** DATA PROVIDED follows **

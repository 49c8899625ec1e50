//! # dt-gateway
//!
//! The review gate between an agent's proposed change and the working tree.
//!
//! A protocol adapter drives a [`ReviewCoordinator`]:
//!
//! 1. [`ReviewCoordinator::preprocess`] validates `{summary, unified_diff}`
//!    and returns a [`dt_changeset::PreprocessedChange`] with a change id.
//! 2. [`ReviewCoordinator::build_review_payload`] registers it as pending
//!    and returns the [`ReviewPayload`] shown to a human.
//! 3. [`ReviewCoordinator::resolve_review`] consumes the pending entry,
//!    archives the decision and, on approval, applies the change through a
//!    staging checkout ([`apply_preprocessed_change`]).
//!
//! Where state lives on disk is described by [`GatewayConfig`].

pub mod apply;
pub mod config;
pub mod coordinator;
pub mod error;
pub mod payload;

pub use apply::{apply_preprocessed_change, ApplyResult};
pub use config::GatewayConfig;
pub use coordinator::ReviewCoordinator;
pub use error::GatewayError;
pub use payload::{ReviewOutcome, ReviewPayload, ReviewResponse, ReviewStatus};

** End of DATA PROVIDED **

TASK REQUIREMENTS: Give the data back exactly as it stands.

RESULT FOR THIS TASK:
repository 49c8899625ec1e50
//! # dt-gateway
//!
//! The review gate between an agent's proposed change and the working tree.
//!
//! A protocol adapter drives a [`ReviewCoordinator`]:
//!
//! 1. [`ReviewCoordinator::preprocess`] validates `{summary, unified_diff}`
//!    and returns a [`dt_changeset::PreprocessedChange`] with a change id.
//! 2. [`ReviewCoordinator::build_review_payload`] registers it as pending
//!    and returns the [`ReviewPayload`] shown to a human.
//! 3. [`ReviewCoordinator::resolve_review`] consumes the pending entry,
//!    archives the decision and, on approval, applies the change through a
//!    staging checkout ([`apply_preprocessed_change`]).
//!
//! Where state lives on disk is described by [`GatewayConfig`].

pub mod apply;
pub mod config;
pub mod coordinator;
pub mod error;
pub mod payload;

pub use apply::{apply_preprocessed_change, ApplyResult};
pub use config::GatewayConfig;
pub use coordinator::ReviewCoordinator;
pub use error::GatewayError;
pub use payload::{ReviewOutcome, ReviewPayload, ReviewResponse, ReviewStatus};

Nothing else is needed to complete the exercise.